■ **ACTIVITY**:
Search the records below for "through"; copy each line that has it.
** Opening AVAILABLE DATA block **
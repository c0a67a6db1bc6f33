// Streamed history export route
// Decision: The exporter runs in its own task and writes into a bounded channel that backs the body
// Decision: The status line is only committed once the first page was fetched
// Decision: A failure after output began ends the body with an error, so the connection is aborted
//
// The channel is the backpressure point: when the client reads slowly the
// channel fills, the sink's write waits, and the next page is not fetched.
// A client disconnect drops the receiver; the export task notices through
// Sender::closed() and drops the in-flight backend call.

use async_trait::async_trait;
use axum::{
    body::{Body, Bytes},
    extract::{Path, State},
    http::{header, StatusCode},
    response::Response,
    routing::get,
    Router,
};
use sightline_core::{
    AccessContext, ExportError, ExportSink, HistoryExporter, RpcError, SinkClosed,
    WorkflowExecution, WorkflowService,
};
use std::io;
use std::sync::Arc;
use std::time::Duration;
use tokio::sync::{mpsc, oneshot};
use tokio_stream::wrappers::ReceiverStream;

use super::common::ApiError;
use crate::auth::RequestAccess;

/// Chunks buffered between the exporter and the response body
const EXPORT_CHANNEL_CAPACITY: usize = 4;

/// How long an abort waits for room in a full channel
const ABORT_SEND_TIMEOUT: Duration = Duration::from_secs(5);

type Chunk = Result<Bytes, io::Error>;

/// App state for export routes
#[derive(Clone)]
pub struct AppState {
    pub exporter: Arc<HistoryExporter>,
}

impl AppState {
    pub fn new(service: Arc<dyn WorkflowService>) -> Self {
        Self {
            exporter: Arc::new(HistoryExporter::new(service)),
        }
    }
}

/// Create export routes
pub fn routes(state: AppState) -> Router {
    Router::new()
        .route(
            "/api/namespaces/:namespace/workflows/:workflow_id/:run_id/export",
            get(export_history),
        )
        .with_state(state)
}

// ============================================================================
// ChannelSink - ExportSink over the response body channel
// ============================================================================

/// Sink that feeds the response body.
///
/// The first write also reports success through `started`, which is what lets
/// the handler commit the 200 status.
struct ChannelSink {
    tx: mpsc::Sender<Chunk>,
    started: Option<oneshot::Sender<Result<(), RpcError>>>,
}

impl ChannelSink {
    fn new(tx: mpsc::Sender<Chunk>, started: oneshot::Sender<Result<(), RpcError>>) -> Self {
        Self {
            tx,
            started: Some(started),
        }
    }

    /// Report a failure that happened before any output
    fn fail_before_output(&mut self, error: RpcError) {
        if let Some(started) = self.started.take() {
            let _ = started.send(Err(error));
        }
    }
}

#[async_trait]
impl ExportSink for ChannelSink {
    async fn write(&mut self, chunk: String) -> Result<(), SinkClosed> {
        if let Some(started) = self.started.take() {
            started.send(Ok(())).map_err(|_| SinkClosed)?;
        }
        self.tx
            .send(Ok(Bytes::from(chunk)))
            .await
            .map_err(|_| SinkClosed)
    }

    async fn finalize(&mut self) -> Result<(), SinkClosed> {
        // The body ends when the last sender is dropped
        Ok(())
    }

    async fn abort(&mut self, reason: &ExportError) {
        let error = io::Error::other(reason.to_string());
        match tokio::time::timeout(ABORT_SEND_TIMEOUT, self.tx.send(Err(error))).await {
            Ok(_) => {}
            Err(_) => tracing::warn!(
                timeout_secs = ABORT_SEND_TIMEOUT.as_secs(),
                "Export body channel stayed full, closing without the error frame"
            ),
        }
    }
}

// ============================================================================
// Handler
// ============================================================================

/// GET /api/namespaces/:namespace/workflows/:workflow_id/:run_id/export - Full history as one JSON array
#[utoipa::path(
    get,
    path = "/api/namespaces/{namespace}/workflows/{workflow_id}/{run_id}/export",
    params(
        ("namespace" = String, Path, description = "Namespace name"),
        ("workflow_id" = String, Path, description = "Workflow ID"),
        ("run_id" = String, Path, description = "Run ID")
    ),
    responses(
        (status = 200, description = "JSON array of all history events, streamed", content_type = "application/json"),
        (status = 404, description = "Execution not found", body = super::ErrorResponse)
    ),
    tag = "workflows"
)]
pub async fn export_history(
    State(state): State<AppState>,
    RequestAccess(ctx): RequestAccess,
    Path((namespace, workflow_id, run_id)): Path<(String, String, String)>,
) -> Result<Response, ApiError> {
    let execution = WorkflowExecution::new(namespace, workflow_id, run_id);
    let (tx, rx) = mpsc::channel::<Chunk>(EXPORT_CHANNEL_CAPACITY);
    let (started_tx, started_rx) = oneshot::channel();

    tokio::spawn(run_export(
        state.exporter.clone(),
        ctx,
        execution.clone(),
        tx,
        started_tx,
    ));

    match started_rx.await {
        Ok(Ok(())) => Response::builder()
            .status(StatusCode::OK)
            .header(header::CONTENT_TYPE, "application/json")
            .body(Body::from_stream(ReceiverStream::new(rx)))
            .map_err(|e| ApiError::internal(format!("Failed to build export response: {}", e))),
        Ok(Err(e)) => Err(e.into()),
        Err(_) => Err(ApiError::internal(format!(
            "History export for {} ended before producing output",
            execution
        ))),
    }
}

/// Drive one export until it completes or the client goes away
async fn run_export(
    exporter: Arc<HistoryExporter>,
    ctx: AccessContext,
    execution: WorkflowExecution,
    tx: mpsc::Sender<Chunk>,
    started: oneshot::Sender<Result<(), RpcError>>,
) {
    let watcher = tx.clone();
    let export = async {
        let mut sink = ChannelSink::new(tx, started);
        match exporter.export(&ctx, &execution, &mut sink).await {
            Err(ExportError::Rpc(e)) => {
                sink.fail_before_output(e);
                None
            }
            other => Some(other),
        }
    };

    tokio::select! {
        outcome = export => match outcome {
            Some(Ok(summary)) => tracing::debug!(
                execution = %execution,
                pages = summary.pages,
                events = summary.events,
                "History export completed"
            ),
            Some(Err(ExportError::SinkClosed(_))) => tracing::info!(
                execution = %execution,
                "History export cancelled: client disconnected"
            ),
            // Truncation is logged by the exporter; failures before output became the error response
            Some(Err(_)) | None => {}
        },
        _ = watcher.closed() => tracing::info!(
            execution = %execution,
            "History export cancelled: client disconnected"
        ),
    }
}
** Closing AVAILABLE DATA block **
■ **COMPLETED EXERCISE**:
// A client disconnect drops the receiver; the export task notices through
/// The first write also reports success through `started`, which is what lets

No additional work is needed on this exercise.